15.02.2013

Part of The Queue

          'Hayır bunu kabul edemem. Getir o deminki Halis Karataş kırbacını, onla yapalım ne yapacaksak ama bunu reddediyorum çiçeğim.' diye kibarca refüze ettim ahlaksız teklifini. Önce çocuk konuşmasıyla ikna etmeye çalıştı. Benim ikna olmadığımı görünce, açıkta durduğu için buz gibi olmuş ayağını iman tahtama dokundurup reflekssel olarak anasına küfrettirdi. Yetmezmiş gibi küfürümü mecaza yormak yerine gerçek anlamında algılayıp 'Gyup mu iştiyomus binim bıyıklııııaaaam?' diye yine çocuk taklidiyle konuştu. Çırılçıplak bir dişi yatakta çocuk sesiyle konuşunca kendimi pedofilik biri gibi hissedip öğürdüm.

           Henüz gün ağarmamış olduğundan mahalleli beni görmez ve dolayısıyla linç etmeye de kalkmaz düşüncesiyle kendimi sağlama alıp doncak, balkona sigara içmeye çıktım. Daha sigaranın ortalarındayken aşağıda çöp konteynerlerini almaya gelen çöpçülerden bir tanesi beni fark etti, hemen sigarayı aşağı fırlatıp counter strike'taki gibi duck pozisyonuna geçtim. Ellerimle aşil tendonlarımı tutar halde, badi badi odaya girdim. Duck tuşundan elimi çekip ayağa kalktığım anda elinde şokella kavanozuyla yatağımda uzanan Elif'i gördüm. Yeme onu orda, korkulu rüya görürüm sonra diye uyardım. 'Yatağa dökülürse görürsün o kabusları. Gel bak ben sürer sürmez ye. Akmadan!.' diye günah çağrısına devam etti. Bu konuyu az önce de konuştuğumuzu, Afrika'da, hatta bırak Afrika'yı Türkiye'nin dört bir yanında binlerce çocuk açken, benim sırf fantazi maksatlı gıda ürünü tüketmeyeceğimi bir kez daha sertçe açıkladım kendisine. Ve Morgan Freeman'ın aklımda kaldığı kadarki bir sözüyle isyanımı kuvvetlendirdim: "Anneleri çocuklarına 'O tabağındakini bitir!' diye bağırabilsin istiyorum. Afrika'daki anneler, Afrika'daki çocuklarına.
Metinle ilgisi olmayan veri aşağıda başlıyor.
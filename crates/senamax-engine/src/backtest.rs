//! Performance simulation of a fixed selection.

use senamax_models::{DrawHits, SimulationReport};
use senamax_store::{HistoryStore, StoreError};

/// Replay `selection` against the last `window` real draws.
///
/// Records run oldest draw first so hit curves read left to right. With
/// fewer than `window` draws the replay covers what exists.
pub fn simulate<S: HistoryStore>(
    store: &S,
    selection: &[u8],
    window: usize,
) -> Result<SimulationReport, StoreError> {
    let mut draws = store.recent_draws(window)?;
    draws.reverse();

    let records: Vec<DrawHits> = draws
        .iter()
        .map(|draw| DrawHits {
            draw_id: draw.id,
            hits: draw.hits(selection),
        })
        .collect();

    Ok(SimulationReport::from_records(records))
}
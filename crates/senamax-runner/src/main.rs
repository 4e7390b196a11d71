//! Senamax CLI runner.
//!
//! Drives the selection engine against a JSONL draw history. Engine state
//! (weight configuration and outstanding predictions) lives in a JSON state
//! file next to the history so calibration and the reinforcement audit
//! survive across invocations.

mod history;
mod state;

use anyhow::{bail, Context, Result};
use clap::{Parser, Subcommand};
use rand::rngs::StdRng;
use rand::SeedableRng;
use senamax_engine::{
    anchor_ranking, calibrate, compute_selection, confidence, fuse, rebuild_affinity,
    record_prediction, reinforce, simulate, EngineConfig,
};
use senamax_models::DRAW_SIZE;
use senamax_store::MemoryStore;
use state::EngineState;
use std::path::PathBuf;
use tracing::info;
use tracing_subscriber::EnvFilter;

#[derive(Parser)]
#[command(name = "senamax", about = "Adaptive weighted-scoring selection engine")]
struct Cli {
    /// JSONL file with the historical draws.
    #[arg(long, default_value = "draws.jsonl")]
    history: PathBuf,

    /// JSON file holding weight config and prediction state.
    #[arg(long, default_value = "senamax_state.json")]
    state: PathBuf,

    /// Optional TOML engine configuration.
    #[arg(long)]
    config: Option<PathBuf>,

    #[command(subcommand)]
    command: Command,
}

#[derive(Subcommand)]
enum Command {
    /// Compute the full selection report.
    Select,

    /// Run the grid-search calibration and persist the winning weights.
    Calibrate {
        /// Backtest window in draws; defaults to the engine config value.
        #[arg(long)]
        window: Option<usize>,
    },

    /// Replay a fixed selection against recent history.
    Simulate {
        /// Comma-separated 6-number selection, e.g. "4,18,29,33,47,60".
        #[arg(long)]
        numbers: String,
        #[arg(long, default_value_t = 50)]
        window: usize,
    },

    /// Audit the latest draw against its stored prediction.
    Reinforce,

    /// Rank a draw's numbers by popular appeal.
    Anchors {
        #[arg(long)]
        draw_id: u32,
    },

    /// Fuse an external model selection with the engine's selection.
    Fuse {
        /// Comma-separated 6-number model selection.
        #[arg(long)]
        model: String,
    },

    /// Full maintenance cycle: audit, rebuild affinity, recalibrate,
    /// select, and record the next prediction.
    Sync,
}

fn parse_selection(raw: &str) -> Result<Vec<u8>> {
    let numbers: Vec<u8> = raw
        .split(',')
        .map(|part| {
            part.trim()
                .parse::<u8>()
                .with_context(|| format!("invalid number '{}'", part.trim()))
        })
        .collect::<Result<_>>()?;
    if numbers.len() != DRAW_SIZE {
        bail!("expected {} numbers, got {}", DRAW_SIZE, numbers.len());
    }
    Ok(numbers)
}

fn print_json<T: serde::Serialize>(value: &T) -> Result<()> {
    println!("{}", serde_json::to_string_pretty(value)?);
    Ok(())
}

fn main() -> Result<()> {
    tracing_subscriber::fmt()
        .with_env_filter(EnvFilter::try_from_default_env().unwrap_or_else(|_| EnvFilter::new("info")))
        .with_target(false)
        .init();

    let cli = Cli::parse();

    let cfg = match &cli.config {
        Some(path) => EngineConfig::load(path)?,
        None => EngineConfig::default(),
    };
    let mut rng = StdRng::seed_from_u64(cfg.seed);

    let draws = history::load_draws(&cli.history)?;
    let mut store = MemoryStore::with_draws(draws);
    let engine_state = EngineState::load(&cli.state)?;
    engine_state.apply(&mut store)?;

    match cli.command {
        Command::Select => {
            rebuild_affinity(&mut store, &cfg)?;
            let report = compute_selection(&store, &cfg, &mut rng)?;
            print_json(&report)?;
        }

        Command::Calibrate { window } => {
            rebuild_affinity(&mut store, &cfg)?;
            let window = window.unwrap_or(cfg.backtest_window);
            let config = calibrate(&mut store, &cfg, window)?;
            EngineState::capture(&store)?.save(&cli.state)?;
            print_json(&config)?;
        }

        Command::Simulate { numbers, window } => {
            let selection = parse_selection(&numbers)?;
            let report = simulate(&store, &selection, window)?;
            print_json(&report)?;
        }

        Command::Reinforce => {
            rebuild_affinity(&mut store, &cfg)?;
            match reinforce(&mut store, &cfg)? {
                Some(outcome) => {
                    EngineState::capture(&store)?.save(&cli.state)?;
                    info!(
                        draw_id = outcome.target_draw_id,
                        hits = outcome.hits,
                        recalibrated = outcome.recalibrated,
                        "audit complete"
                    );
                    print_json(&outcome)?;
                }
                None => info!("nothing to audit"),
            }
        }

        Command::Anchors { draw_id } => {
            let ranking = anchor_ranking(&store, draw_id)?;
            if ranking.is_empty() {
                bail!("draw {} not found in history", draw_id);
            }
            print_json(&ranking)?;
        }

        Command::Fuse { model } => {
            let model = parse_selection(&model)?;
            rebuild_affinity(&mut store, &cfg)?;
            let report = compute_selection(&store, &cfg, &mut rng)?;
            let fused = fuse(&model, &report.meta.filtered);
            let grade = confidence(&model, &report.meta.filtered);
            print_json(&serde_json::json!({
                "statistical": report.meta.filtered,
                "model": model,
                "fused": fused,
                "confidence": grade,
            }))?;
        }

        Command::Sync => {
            // 1. Learn from the draw that just arrived.
            let audit = reinforce(&mut store, &cfg)?;
            // 2. Refresh the support statistics.
            rebuild_affinity(&mut store, &cfg)?;
            // 3. Recalibrate over the routine window.
            let config = calibrate(&mut store, &cfg, cfg.backtest_window)?;
            // 4. Project the next draw and record it for the next audit.
            let report = compute_selection(&store, &cfg, &mut rng)?;
            let target = record_prediction(&mut store, &report.meta.filtered, config)?;
            EngineState::capture(&store)?.save(&cli.state)?;

            info!(target, "sync cycle complete");
            print_json(&serde_json::json!({
                "audit": audit,
                "config": config,
                "next_target": target,
                "prediction": report.meta.filtered.clone(),
                "report": report,
            }))?;
        }
    }

    Ok(())
}
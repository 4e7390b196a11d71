//! Stored predictions awaiting audit.

use crate::config::WeightConfig;
use crate::draw::DRAW_SIZE;
use serde::{Deserialize, Serialize};

/// A forecast recorded before its target draw occurs.
///
/// One record exists per target id; a newer prediction for the same target
/// replaces the old one. The reinforcement trigger reads it back once the
/// real draw arrives.
#[derive(Debug, Clone, PartialEq, Serialize, Deserialize)]
pub struct PredictionRecord {
    /// Draw id this prediction targets (latest known id + 1 at record time).
    pub target_draw_id: u32,
    /// The six predicted numbers, sorted ascending.
    pub numbers: [u8; DRAW_SIZE],
    /// Weight configuration in force when the prediction was made.
    pub config: WeightConfig,
}

impl PredictionRecord {
    pub fn new(target_draw_id: u32, mut numbers: [u8; DRAW_SIZE], config: WeightConfig) -> Self {
        numbers.sort_unstable();
        Self {
            target_draw_id,
            numbers,
            config,
        }
    }
}

#[cfg(test)]
mod tests {
    use super::*;

    #[test]
    fn test_numbers_stored_sorted() {
        let record = PredictionRecord::new(10, [33, 4, 60, 1, 18, 29], WeightConfig::default());
        assert_eq!(record.numbers, [1, 4, 18, 29, 33, 60]);
    }
}
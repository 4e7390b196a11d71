//! Grid-search weight calibration.
//!
//! Replays recent real draws under every combination of a small discrete
//! weight grid and keeps the combination with the highest total backtest
//! reward. The reward table deliberately over-weights the rare high-tier
//! outcomes: a configuration that lands one 5-hit draw outranks one that
//! lands fifteen 3-hit draws.

use crate::score::ScoreBoard;
use crate::signals::SignalSnapshot;
use crate::EngineConfig;
use senamax_models::{WeightConfig, DRAW_SIZE};
use senamax_store::{HistoryStore, StoreError};
use tracing::{info, warn};

/// Discrete values swept for each tunable weight.
pub const GRID: [f64; 3] = [1.0, 2.0, 3.0];

/// Tiered backtest reward, strictly increasing in hit count.
pub fn reward(hits: usize) -> u32 {
    match hits {
        6 => 5000,
        5 => 800,
        4 => 50,
        3 => 5,
        _ => 0,
    }
}

/// Search the weight grid against the last `window` real draws and persist
/// the winner.
///
/// The popularity, neighborhood and momentum weights are tuned; silence and
/// noise stay fixed at 1.0 throughout the sweep. Signal outputs are
/// snapshotted once — they do not depend on the grid. Ties keep the
/// first-seen tuple. With fewer than `window` draws available the backtest
/// uses what exists; with none at all the persisted (or default)
/// configuration is returned untouched and no search runs.
pub fn calibrate<S: HistoryStore>(
    store: &mut S,
    cfg: &EngineConfig,
    window: usize,
) -> Result<WeightConfig, StoreError> {
    let draws = store.recent_draws(window)?;
    if draws.is_empty() {
        warn!("no historical draws available; skipping calibration");
        return Ok(store.weight_config_read()?.unwrap_or_default());
    }
    if draws.len() < window {
        warn!(
            available = draws.len(),
            requested = window,
            "backtest window truncated to available history"
        );
    }

    let snapshot = SignalSnapshot::collect(store, cfg)?;

    let mut best = WeightConfig::default();
    let mut best_reward: i64 = -1;

    for &popularity in &GRID {
        for &neighborhood in &GRID {
            for &momentum in &GRID {
                // The per-tuple accumulator depends only on the snapshot and
                // the tuple, so the top-6 pick is computed once per tuple.
                let mut board = ScoreBoard::new();
                board.add_layer(&snapshot.popular, popularity);
                board.add_layer(&snapshot.neighbors, neighborhood);
                board.add_layer(&snapshot.silent, 1.0);
                board.add_layer(&snapshot.noise, 1.0);
                board.add_layer(&snapshot.momentum, momentum);
                let pick = board.top(DRAW_SIZE);

                let total: i64 = draws
                    .iter()
                    .map(|draw| reward(draw.hits(&pick)) as i64)
                    .sum();

                if total > best_reward {
                    best_reward = total;
                    best = WeightConfig {
                        popularity,
                        neighborhood,
                        silence: 1.0,
                        momentum,
                    };
                }
            }
        }
    }

    debug_assert!(best.is_valid());
    store.weight_config_write(&best)?;
    info!(
        window = draws.len(),
        reward = best_reward,
        popularity = best.popularity,
        neighborhood = best.neighborhood,
        momentum = best.momentum,
        "calibration complete"
    );
    Ok(best)
}
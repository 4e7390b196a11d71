//! Anchor analysis of a historical draw.
//!
//! Ranks a draw's numbers by "popular appeal" — how likely casual players
//! are to have picked them. Calendar numbers, round/lucky finals and doubled
//! digits carry most of the small-prize traffic.

use senamax_store::{HistoryStore, StoreError};

/// Doubled-digit numbers inside the playable range.
const DOUBLED: [u8; 5] = [11, 22, 33, 44, 55];

/// Appeal weight of one number.
fn appeal(n: u8) -> u32 {
    let mut weight = 0;
    // Calendar numbers (days of the month).
    if (1..=31).contains(&n) {
        weight += 10;
    }
    // Round or lucky final digit.
    if matches!(n % 10, 0 | 7) {
        weight += 5;
    }
    if DOUBLED.contains(&n) {
        weight += 7;
    }
    weight
}

/// Rank the numbers of one draw by descending appeal, ascending number on
/// ties. Returns an empty list for an unknown draw id.
pub fn anchor_ranking<S: HistoryStore>(store: &S, draw_id: u32) -> Result<Vec<u8>, StoreError> {
    let draw = store
        .recent_draws(store.draw_count()?)?
        .into_iter()
        .find(|d| d.id == draw_id);

    let Some(draw) = draw else {
        return Ok(Vec::new());
    };

    let mut ranked = draw.numbers.to_vec();
    ranked.sort_by(|&a, &b| appeal(b).cmp(&appeal(a)).then(a.cmp(&b)));
    Ok(ranked)
}
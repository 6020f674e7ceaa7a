use super::RecordStore;
use crate::error::Result;
use crate::types::FieldRecord;
use tracing::debug;

/// In-memory store for dry runs and tests
#[derive(Debug, Default)]
pub struct InMemoryStore {
    rows: Vec<FieldRecord>,
    batches: usize,
}

impl InMemoryStore {
    pub fn new() -> Self {
        Self::default()
    }

    pub fn rows(&self) -> &[FieldRecord] {
        &self.rows
    }

    /// Number of committed batches, including empty ones.
    pub fn batches(&self) -> usize {
        self.batches
    }
}

impl RecordStore for InMemoryStore {
    fn insert_batch(&mut self, records: &[FieldRecord]) -> Result<usize> {
        self.rows.extend_from_slice(records);
        self.batches += 1;
        debug!("Stored batch of {} rows in memory (total {})", records.len(), self.rows.len());
        Ok(records.len())
    }

    fn describe(&self) -> String {
        "memory".to_string()
    }
}
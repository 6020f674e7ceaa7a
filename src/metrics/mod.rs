//! Pipeline metrics
//!
//! Thin wrappers over the `metrics` facade, one submodule per stage. No
//! recorder is installed by this crate; embedders that install one get the
//! counters below, otherwise every call is a no-op.

pub mod core;

pub use self::core::{time_stage, TimingGuard};

pub const STAGE_DURATION_SECONDS: &str = "etl_stage_duration_seconds";
pub const RECORDS_EXTRACTED_TOTAL: &str = "etl_records_extracted_total";
pub const CANDIDATES_REJECTED_TOTAL: &str = "etl_candidates_rejected_total";
pub const CSV_ROWS_WRITTEN_TOTAL: &str = "etl_csv_rows_written_total";
pub const ROWS_INSERTED_TOTAL: &str = "etl_rows_inserted_total";

pub mod extract {
    pub fn records_extracted(count: usize) {
        ::metrics::counter!(super::RECORDS_EXTRACTED_TOTAL).increment(count as u64);
    }

    pub fn candidate_rejected() {
        ::metrics::counter!(super::CANDIDATES_REJECTED_TOTAL).increment(1);
    }
}

pub mod csv_out {
    pub fn rows_written(count: usize) {
        ::metrics::counter!(super::CSV_ROWS_WRITTEN_TOTAL).increment(count as u64);
    }
}

pub mod store {
    pub fn rows_inserted(count: usize) {
        ::metrics::counter!(super::ROWS_INSERTED_TOTAL).increment(count as u64);
    }
}
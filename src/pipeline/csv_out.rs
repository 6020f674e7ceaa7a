use crate::error::{EtlError, Result};
use crate::types::FieldRecord;
use std::fs::{self, File};
use std::path::Path;
use tracing::{info, instrument};

/// Writes `records` as CSV to `path`, replacing any existing file.
///
/// The header row comes from the serde field names of `FieldRecord`
/// (`Name,Email,Phone,Address,PostalCode`) and is written even when there
/// are no records. Returns the number of data rows written.
#[instrument(skip_all, fields(path = %path.as_ref().display(), records = records.len()))]
pub fn write_records_csv<P: AsRef<Path>>(records: &[FieldRecord], path: P) -> Result<usize> {
    let path = path.as_ref();
    if let Some(parent) = path.parent().filter(|p| !p.as_os_str().is_empty()) {
        fs::create_dir_all(parent).map_err(|e| EtlError::file_access(parent, e))?;
    }
    let file = File::create(path).map_err(|e| EtlError::file_access(path, e))?;
    let rows = write_records(records, file)?;
    info!("Wrote CSV rows={}", rows);
    crate::metrics::csv_out::rows_written(rows);
    Ok(rows)
}

/// Serializes `records` with a header row into any writer.
pub fn write_records<W: std::io::Write>(records: &[FieldRecord], sink: W) -> Result<usize> {
    let mut writer = csv::WriterBuilder::new().has_headers(false).from_writer(sink);
    // Explicit header so an empty record set still produces one
    writer.write_record(crate::constants::CSV_HEADER)?;
    for record in records {
        writer.serialize(record)?;
    }
    writer.flush().map_err(csv::Error::from)?;
    Ok(records.len())
}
You know.."


               Anlamadı açıklamamı. Ama şükürler olsun ki surat yapıp giyinmeye başladı. "Nothing good happens after 2:00 am" diyenlere inat açtım Flash TV'yi. Yayın akışını ezbere bildiğim kanalı... Perihan Savaş sunumuyla 'Gerçek Kesit' vardı. Sevdiği kızı, ailesi vermeyince terör estiren, adeta bir ölüm makinasına dönüşen bir gencin dramını anlatan bölüme denk geldim. Elif'in kafasını ekrana doğru elimle çevire çevire Flash TV'ye bir izleyici daha kazandırmaya çalıştım. Kazandırdım da. Çocuğun cinnete yürüyüşünden çok etkilendi. Ailelerin ilişkilere karışması sonucu binlerce koçyiğitin bu şekilde katil olduğundan dem vurdu. Sonrasında Kanal 7'de izlediği Habil ile Kabil çizgi filmine geçiş yaparak, 'Katil' söyleminin tarihteki ilk cinayet işleyen insan olan Kabil'den günümüze dek geldiğini anlattı. Bilgili kadına aşık olurum. Bilgisi ne hakkında olursa olsun. Ben Elif'ten o anda çok etkilendim. 
               O da etkilendiğimi anlamış olacak ki, tam etkilendiğim anda, en zayıf anımda 'Beni isteyecek misin?' diye sordu göğsümde yatar halde. Şu anda istemediğimi, yorgun olduğumu, muhtemelen bu gece istemeyeceğimi ama uyuyup uyandıktan sonra kendisini elbette ki isteyeceğimi söyledim. 'Babamdan isteyecek misin?' diye sesini sertleştirerek, farklı bir soru sordu bu sefer. 
                Cevap verene kadar geçen 2 saniyelik süre içinde kız istemesinden nişanına, nikahından çeyizine birçok şey geçti gözlerimin önünden. Çeyize konulan ponpoflu gelin terliği o film şeridinde gözüktüğü anda ben 'Evet' demek için açmış olduğum ağzımı 'Eöööee'lemek için kullandım. 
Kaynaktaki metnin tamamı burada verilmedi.